■ **INFORMATION GIVEN**
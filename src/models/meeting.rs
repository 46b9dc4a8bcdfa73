//! Weekly meeting patterns and the conflict rule.
//!
//! A meeting pattern is a recurring block: a set of weekdays plus one
//! start/end time shared by every day in the set.
//!
//! # Time Model
//! Times are minutes since midnight in `[0, 1440)`, parsed from 24-hour
//! `H:MM` strings. Ranges are closed: `[start, end]`.
//!
//! # Conflict Rule
//! Two patterns conflict iff they share a day AND their closed ranges
//! intersect. Blocks that touch at a boundary minute (10:00 end, 10:00
//! start) therefore conflict. [`ranges_overlap`] is the only place this
//! comparison is made.

use serde::{Deserialize, Serialize};
use std::fmt;

use crate::error::{Result, ScheduleError};

/// Minutes in a day. Valid times are strictly below this.
pub const MINUTES_PER_DAY: u16 = 24 * 60;

/// A weekday on which a section may meet. Sunday is not schedulable.
#[derive(Debug, Clone, Copy, PartialEq, Eq, PartialOrd, Ord, Hash, Serialize, Deserialize)]
pub enum Day {
    #[serde(rename = "M")]
    Monday,
    #[serde(rename = "T")]
    Tuesday,
    #[serde(rename = "W")]
    Wednesday,
    #[serde(rename = "R")]
    Thursday,
    #[serde(rename = "F")]
    Friday,
    #[serde(rename = "S")]
    Saturday,
}

impl Day {
    /// All days in calendar order.
    pub const ALL: [Day; 6] = [
        Day::Monday,
        Day::Tuesday,
        Day::Wednesday,
        Day::Thursday,
        Day::Friday,
        Day::Saturday,
    ];

    /// Parses a single day symbol (`M`, `T`, `W`, `R`, `F`, `S`).
    pub fn from_symbol(symbol: char) -> Result<Self> {
        match symbol {
            'M' => Ok(Day::Monday),
            'T' => Ok(Day::Tuesday),
            'W' => Ok(Day::Wednesday),
            'R' => Ok(Day::Thursday),
            'F' => Ok(Day::Friday),
            'S' => Ok(Day::Saturday),
            other => Err(ScheduleError::UnknownDay(other)),
        }
    }

    /// The one-letter symbol used in course data.
    pub fn symbol(self) -> char {
        match self {
            Day::Monday => 'M',
            Day::Tuesday => 'T',
            Day::Wednesday => 'W',
            Day::Thursday => 'R',
            Day::Friday => 'F',
            Day::Saturday => 'S',
        }
    }

    /// Short column label (`Mon` .. `Sat`).
    pub fn label(self) -> &'static str {
        match self {
            Day::Monday => "Mon",
            Day::Tuesday => "Tue",
            Day::Wednesday => "Wed",
            Day::Thursday => "Thu",
            Day::Friday => "Fri",
            Day::Saturday => "Sat",
        }
    }

    #[inline]
    fn bit(self) -> u8 {
        1 << (self as u8)
    }
}

impl fmt::Display for Day {
    fn fmt(&self, f: &mut fmt::Formatter<'_>) -> fmt::Result {
        write!(f, "{}", self.symbol())
    }
}

/// A set of meeting days, stored as a bitmask.
///
/// Serializes as its symbol string (`"MWF"`). An empty set means the
/// section has no fixed weekly meeting.
#[derive(Debug, Clone, Copy, Default, PartialEq, Eq, Hash, Serialize, Deserialize)]
#[serde(try_from = "String", into = "String")]
pub struct DaySet(u8);

impl DaySet {
    /// The empty set.
    pub const fn empty() -> Self {
        Self(0)
    }

    /// Parses a symbol string such as `"MWF"` or `"TR"`.
    ///
    /// Whitespace is ignored; repeated symbols are harmless.
    pub fn parse(symbols: &str) -> Result<Self> {
        symbols
            .chars()
            .filter(|c| !c.is_whitespace())
            .try_fold(Self::empty(), |set, c| Ok(set.with(Day::from_symbol(c)?)))
    }

    /// Adds a day.
    pub fn with(self, day: Day) -> Self {
        Self(self.0 | day.bit())
    }

    /// Whether the set contains `day`.
    #[inline]
    pub fn contains(self, day: Day) -> bool {
        self.0 & day.bit() != 0
    }

    /// Days present in both sets.
    #[inline]
    pub fn intersection(self, other: Self) -> Self {
        Self(self.0 & other.0)
    }

    #[inline]
    pub fn is_empty(self) -> bool {
        self.0 == 0
    }

    pub fn len(self) -> usize {
        self.0.count_ones() as usize
    }

    /// Days in calendar order.
    pub fn iter(self) -> impl Iterator<Item = Day> {
        Day::ALL.into_iter().filter(move |d| self.contains(*d))
    }
}

impl FromIterator<Day> for DaySet {
    fn from_iter<I: IntoIterator<Item = Day>>(iter: I) -> Self {
        iter.into_iter().fold(Self::empty(), DaySet::with)
    }
}

impl TryFrom<String> for DaySet {
    type Error = ScheduleError;

    fn try_from(value: String) -> Result<Self> {
        Self::parse(&value)
    }
}

impl From<DaySet> for String {
    fn from(set: DaySet) -> Self {
        set.to_string()
    }
}

impl fmt::Display for DaySet {
    fn fmt(&self, f: &mut fmt::Formatter<'_>) -> fmt::Result {
        self.iter().try_for_each(|d| write!(f, "{}", d.symbol()))
    }
}

/// Parses a 24-hour `H:MM` string into minutes since midnight.
///
/// Hours may have any number of digits (`9:05`, `09:05`) but the result
/// must fall before midnight. Minutes must be exactly two digits, 00-59.
pub fn parse_time(text: &str) -> Result<u16> {
    let malformed = || ScheduleError::MalformedTime(text.to_string());

    let (hours, minutes) = text.trim().split_once(':').ok_or_else(malformed)?;
    let all_digits = |s: &str| !s.is_empty() && s.bytes().all(|b| b.is_ascii_digit());
    if !all_digits(hours) || minutes.len() != 2 || !all_digits(minutes) {
        return Err(malformed());
    }

    let hours: u32 = hours.parse().map_err(|_| malformed())?;
    let minutes: u32 = minutes.parse().map_err(|_| malformed())?;
    if minutes > 59 {
        return Err(malformed());
    }

    let total = hours
        .checked_mul(60)
        .and_then(|h| h.checked_add(minutes))
        .filter(|&t| t < u32::from(MINUTES_PER_DAY))
        .ok_or_else(malformed)?;
    Ok(total as u16)
}

/// Formats minutes since midnight as `H:MM` (no leading zero on hours).
pub fn format_time(minutes: u16) -> String {
    format!("{}:{:02}", minutes / 60, minutes % 60)
}

/// Closed-interval overlap test shared by every conflict check.
#[inline]
pub fn ranges_overlap(a_start: u16, a_end: u16, b_start: u16, b_end: u16) -> bool {
    a_start <= b_end && b_start <= a_end
}

/// A recurring weekly time block.
#[derive(Debug, Clone, Copy, PartialEq, Eq, Hash, Serialize, Deserialize)]
#[serde(try_from = "MeetingPatternDef")]
pub struct MeetingPattern {
    days: DaySet,
    start_minute: u16,
    end_minute: u16,
}

#[derive(Deserialize)]
struct MeetingPatternDef {
    days: DaySet,
    start_minute: u16,
    end_minute: u16,
}

impl TryFrom<MeetingPatternDef> for MeetingPattern {
    type Error = ScheduleError;

    fn try_from(def: MeetingPatternDef) -> Result<Self> {
        Self::from_minutes(def.days, def.start_minute, def.end_minute)
    }
}

impl MeetingPattern {
    /// Creates a pattern from a day set and two `H:MM` strings.
    ///
    /// # Errors
    /// `MalformedTime` if either string fails to parse,
    /// `InvertedTimeRange` if start is after end.
    ///
    /// # Example
    /// ```
    /// use u_timetable::models::{DaySet, MeetingPattern};
    ///
    /// let lec = MeetingPattern::new(DaySet::parse("MWF").unwrap(), "9:00", "9:50").unwrap();
    /// assert_eq!(lec.start_minute(), 540);
    /// assert_eq!(lec.to_string(), "MWF 9:00-9:50");
    /// ```
    pub fn new(days: DaySet, start: &str, end: &str) -> Result<Self> {
        Self::from_minutes(days, parse_time(start)?, parse_time(end)?)
    }

    /// Creates a pattern from minutes since midnight.
    pub fn from_minutes(days: DaySet, start_minute: u16, end_minute: u16) -> Result<Self> {
        for minute in [start_minute, end_minute] {
            if minute >= MINUTES_PER_DAY {
                return Err(ScheduleError::MalformedTime(minute.to_string()));
            }
        }
        if start_minute > end_minute {
            return Err(ScheduleError::InvertedTimeRange {
                start: format_time(start_minute),
                end: format_time(end_minute),
            });
        }
        Ok(Self {
            days,
            start_minute,
            end_minute,
        })
    }

    #[inline]
    pub fn days(&self) -> DaySet {
        self.days
    }

    #[inline]
    pub fn start_minute(&self) -> u16 {
        self.start_minute
    }

    #[inline]
    pub fn end_minute(&self) -> u16 {
        self.end_minute
    }

    /// Length of one meeting (minutes).
    pub fn duration_minutes(&self) -> u16 {
        self.end_minute - self.start_minute
    }

    /// Whether this pattern meets on `day`.
    pub fn meets_on(&self, day: Day) -> bool {
        self.days.contains(day)
    }

    /// Whether two patterns share a day and their times intersect.
    pub fn overlaps(&self, other: &Self) -> bool {
        if self.days.intersection(other.days).is_empty() {
            return false;
        }
        ranges_overlap(
            self.start_minute,
            self.end_minute,
            other.start_minute,
            other.end_minute,
        )
    }
}

impl fmt::Display for MeetingPattern {
    fn fmt(&self, f: &mut fmt::Formatter<'_>) -> fmt::Result {
        write!(
            f,
            "{} {}-{}",
            self.days,
            format_time(self.start_minute),
            format_time(self.end_minute)
        )
    }
}

/// Conflict predicate over optional patterns.
///
/// A missing pattern (asynchronous section) never conflicts.
pub fn conflicts(a: Option<&MeetingPattern>, b: Option<&MeetingPattern>) -> bool {
    match (a, b) {
        (Some(a), Some(b)) => a.overlaps(b),
        _ => false,
    }
}

#[cfg(test)]
mod tests {
    use super::*;
    use rand::rngs::SmallRng;
    use rand::{Rng, SeedableRng};

    fn pattern(days: &str, start: &str, end: &str) -> MeetingPattern {
        MeetingPattern::new(DaySet::parse(days).unwrap(), start, end).unwrap()
    }

    #[test]
    fn test_parse_time() {
        assert_eq!(parse_time("0:00").unwrap(), 0);
        assert_eq!(parse_time("9:05").unwrap(), 545);
        assert_eq!(parse_time("09:05").unwrap(), 545);
        assert_eq!(parse_time("23:59").unwrap(), 1439);
    }

    #[test]
    fn test_parse_time_malformed() {
        for bad in [
            "", "9", "9:5", "9:60", "24:00", "x:00", "9:0a", ":30", "-1:00", "9:005",
            // hour fields whose minute count overflows u32
            "71582789:00", "4294967295:00", "99999999999:00",
        ] {
            assert_eq!(
                parse_time(bad),
                Err(ScheduleError::MalformedTime(bad.to_string())),
                "{bad:?} should be rejected"
            );
        }
    }

    #[test]
    fn test_format_time() {
        assert_eq!(format_time(0), "0:00");
        assert_eq!(format_time(545), "9:05");
        assert_eq!(format_time(1439), "23:59");
        assert_eq!(parse_time(&format_time(754)).unwrap(), 754);
    }

    #[test]
    fn test_day_set_parse() {
        let set = DaySet::parse("MWF").unwrap();
        assert!(set.contains(Day::Monday));
        assert!(set.contains(Day::Friday));
        assert!(!set.contains(Day::Thursday));
        assert_eq!(set.len(), 3);
        assert_eq!(set.to_string(), "MWF");

        // order and duplicates do not matter
        assert_eq!(DaySet::parse("FWMM").unwrap(), set);
        assert!(DaySet::parse("").unwrap().is_empty());
        assert_eq!(DaySet::parse("MU"), Err(ScheduleError::UnknownDay('U')));
    }

    #[test]
    fn test_day_labels() {
        let labels: Vec<_> = Day::ALL.iter().map(|d| d.label()).collect();
        assert_eq!(labels, ["Mon", "Tue", "Wed", "Thu", "Fri", "Sat"]);
        assert_eq!(Day::Thursday.symbol(), 'R');
    }

    #[test]
    fn test_pattern_inverted_range() {
        let days = DaySet::parse("M").unwrap();
        assert!(matches!(
            MeetingPattern::new(days, "11:00", "10:00"),
            Err(ScheduleError::InvertedTimeRange { .. })
        ));
        // zero-length is allowed
        assert!(MeetingPattern::new(days, "10:00", "10:00").is_ok());
        assert!(MeetingPattern::from_minutes(days, 0, MINUTES_PER_DAY).is_err());
    }

    #[test]
    fn test_touching_boundary_conflicts() {
        let a = pattern("M", "9:00", "10:00");
        let b = pattern("M", "10:00", "11:00");
        assert!(conflicts(Some(&a), Some(&b)));
    }

    #[test]
    fn test_adjacent_minutes_do_not_conflict() {
        let a = pattern("M", "9:00", "9:59");
        let b = pattern("M", "10:00", "11:00");
        assert!(!conflicts(Some(&a), Some(&b)));
    }

    #[test]
    fn test_no_shared_day() {
        let a = pattern("MWF", "9:00", "10:00");
        let b = pattern("TR", "9:00", "10:00");
        assert!(!conflicts(Some(&a), Some(&b)));
    }

    #[test]
    fn test_partial_day_overlap() {
        let a = pattern("MWF", "10:00", "12:29");
        let b = pattern("WF", "10:30", "12:29");
        let c = pattern("R", "10:30", "12:29");
        assert!(a.overlaps(&b));
        assert!(!a.overlaps(&c));
    }

    #[test]
    fn test_absent_pattern_never_conflicts() {
        let a = pattern("MTWRFS", "0:00", "23:59");
        assert!(!conflicts(None, Some(&a)));
        assert!(!conflicts(Some(&a), None));
        assert!(!conflicts(None, None));
    }

    #[test]
    fn test_empty_days_never_conflict() {
        let tba = MeetingPattern::new(DaySet::empty(), "9:00", "10:00").unwrap();
        let a = pattern("M", "9:00", "10:00");
        assert!(!tba.overlaps(&a));
    }

    #[test]
    fn test_conflicts_random_properties() {
        let mut rng = SmallRng::seed_from_u64(7);
        for _ in 0..2000 {
            let mut random_pattern = || {
                let days: DaySet = Day::ALL
                    .into_iter()
                    .filter(|_| rng.random_bool(0.3))
                    .collect();
                let start = rng.random_range(0..MINUTES_PER_DAY);
                let end = rng.random_range(start..MINUTES_PER_DAY);
                MeetingPattern::from_minutes(days, start, end).unwrap()
            };
            let a = random_pattern();
            let b = random_pattern();

            assert_eq!(a.overlaps(&b), b.overlaps(&a));
            if a.days().intersection(b.days()).is_empty() {
                assert!(!a.overlaps(&b));
            }
        }
    }

    #[test]
    fn test_display_and_serde() {
        let p = pattern("TR", "14:30", "15:45");
        assert_eq!(p.to_string(), "TR 14:30-15:45");

        let json = serde_json::to_string(&p.days()).unwrap();
        assert_eq!(json, "\"TR\"");
        let back: DaySet = serde_json::from_str("\"RT\"").unwrap();
        assert_eq!(back, p.days());
        assert!(serde_json::from_str::<DaySet>("\"MX\"").is_err());

        let inverted = r#"{"days": "M", "start_minute": 600, "end_minute": 540}"#;
        assert!(serde_json::from_str::<MeetingPattern>(inverted).is_err());
    }
}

■ **WHAT YOU NEED TO DO**
All lines in the listing above from the line containing "impl TryFrom<String> for" to the line containing "two digits, 00-59.", inclusive, should be retyped exactly; no other lines should appear.

■ **SOLUTION BELOW**
impl TryFrom<String> for DaySet {
    type Error = ScheduleError;

    fn try_from(value: String) -> Result<Self> {
        Self::parse(&value)
    }
}

impl From<DaySet> for String {
    fn from(set: DaySet) -> Self {
        set.to_string()
    }
}

impl fmt::Display for DaySet {
    fn fmt(&self, f: &mut fmt::Formatter<'_>) -> fmt::Result {
        self.iter().try_for_each(|d| write!(f, "{}", d.symbol()))
    }
}

/// Parses a 24-hour `H:MM` string into minutes since midnight.
///
/// Hours may have any number of digits (`9:05`, `09:05`) but the result
/// must fall before midnight. Minutes must be exactly two digits, 00-59.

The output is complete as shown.